Subclinical effects of saxitoxin and domoic acid on aggressive behaviour and monoaminergic turnover in rainbow trout (Oncorhynchus mykiss)

The algal produced neurotoxins saxitoxin and domoic acid may have serious effects on marine life and can be responsible for the intoxication of for instance sea mammals, sea birds and fish. Given that farmed fish cannot escape algal blooms, they may be more susceptible to intoxication than wild stocks. In the present study, subclinical effects of saxitoxin and domoic on aggressive behaviour and monoaminergic systems in the brain of the rainbow trout (Oncorhynchus mykiss) were investigated. The resident-intruder test was used to measure aggression where only the resident fish were subjected to the toxins and analysed for monoamines and their metabolites. The resident-intruder test was carried out on two consecutive days. On day one basal aggression was measured in the four groups. On day two three of the groups were injected with subclinical doses of one of the following: saxitoxin (1.752 microg/kg bw), domoic (0.75 mg/kg bw) or 0.9% saline solution.
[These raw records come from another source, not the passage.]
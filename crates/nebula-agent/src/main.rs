//! # nebula-agent
//!
//! NebulaLink daemon binary: loads settings, initialises logging, wires the
//! capability providers into the command router and serves `WebSocket`
//! clients until ctrl-c.

#![deny(unsafe_code)]

use std::path::PathBuf;

use anyhow::{Context, Result};
use clap::Parser;
use nebula_rpc::{CommandRouter, RpcContext};
use nebula_server::config::ServerConfig;
use nebula_server::server::NebulaServer;
use nebula_settings::{LogLevel, NebulaSettings, ProviderBackend};
use tracing::{info, warn};

/// NebulaLink remote-control daemon.
#[derive(Parser, Debug)]
#[command(name = "nebula-agent", version, about = "NebulaLink remote-control daemon")]
struct Cli {
    /// Host to bind (overrides settings).
    #[arg(long)]
    host: Option<String>,

    /// Port to bind, 0 for auto-assign (overrides settings).
    #[arg(long)]
    port: Option<u16>,

    /// Settings file (default `~/.nebulalink/settings.json`).
    #[arg(long)]
    settings: Option<PathBuf>,

    /// Capability backend: `system` or `simulated`.
    #[arg(long, value_parser = parse_backend)]
    backend: Option<ProviderBackend>,

    /// Log level: trace, debug, info, warn or error.
    #[arg(long, value_parser = parse_log_level)]
    log_level: Option<LogLevel>,
}

impl Cli {
    /// Apply flags on top of file and env settings.
    fn apply(&self, settings: &mut NebulaSettings) {
        if let Some(ref host) = self.host {
            settings.server.host.clone_from(host);
        }
        if let Some(port) = self.port {
            settings.server.port = port;
        }
        if let Some(backend) = self.backend {
            settings.providers.backend = backend;
        }
        if let Some(level) = self.log_level {
            settings.logging.level = level;
        }
    }

    fn load_settings(&self) -> Result<NebulaSettings> {
        let path = self
            .settings
            .clone()
            .unwrap_or_else(nebula_settings::settings_path);
        let mut settings = nebula_settings::load_settings_from_path(&path)
            .with_context(|| format!("Failed to load settings from {}", path.display()))?;
        self.apply(&mut settings);
        Ok(settings)
    }
}

fn parse_backend(value: &str) -> Result<ProviderBackend, String> {
    ProviderBackend::parse(value).ok_or_else(|| format!("unknown backend '{value}'"))
}

fn parse_log_level(value: &str) -> Result<LogLevel, String> {
    LogLevel::parse(value).ok_or_else(|| format!("unknown log level '{value}'"))
}

#[tokio::main]
async fn main() -> Result<()> {
    let cli = Cli::parse();
    let settings = cli.load_settings()?;

    let _log_guard =
        nebula_logging::init(&settings.logging).context("Failed to initialise logging")?;

    let metrics = nebula_server::metrics::install_recorder()
        .context("Failed to install metrics recorder")?;

    let providers = nebula_platform::build_providers(&settings.providers);
    let router = CommandRouter::with_default_handlers(RpcContext::new(providers))
        .context("Failed to build command router")?;

    let config = ServerConfig::from(&settings.server);
    let grace = config.shutdown_grace();
    let server = NebulaServer::new(config, router).with_metrics(metrics);

    let (addr, handle) = server.listen().await.context("Failed to bind server")?;
    info!(
        backend = ?settings.providers.backend,
        "NebulaLink listening on ws://{addr}/ws"
    );

    // Wait for shutdown signal
    tokio::signal::ctrl_c()
        .await
        .context("Failed to listen for ctrl-c")?;

    info!("Shutting down...");
    let drained = server.stop().await;
    if tokio::time::timeout(grace, handle).await.is_err() {
        warn!("accept loop did not exit within the grace period");
    }

    info!(drained, "Shutdown complete");
    Ok(())
}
This was performed 30 min prior to the aggression test. Handling stress and injection affected aggressive behaviour, cortisol and the serotonergic system in telencephalic brain regions. Cortisol levels were elevated in all of the injected groups when compared to the control group. An increase in serotonergic turnover was evident when all injected groups were pooled and compared to the control group. All together this suggests that the handling stress in connection with the injection was similar in all of the three injected groups. In contrast to both the undisturbed control group and the toxin-injected groups, the saline-injected group displayed a reduction in aggressive behaviour which was evident in increased attack latency. Furthermore the domoic injected group displayed more aggressive attacks towards their conspecifics than the saline-injected group. Consequently the two toxins appear to mask the stress induced alteration in aggressive behaviour. Monoamine levels and monoaminergic turnover could not be demonstrated to be directly affected by the two toxins at the given doses in the investigated brain regions (dorsal and ventral parts of telencephalon, optic tectum, locus coeruleus, raphe nucleus, molecular and granular layer of cerebellum). This could indicate that the toxins mediate aggressive behaviour either through other systems than the monoaminergic systems, such as neuroactive amino acids, or that the mediation occurs in other brain regions.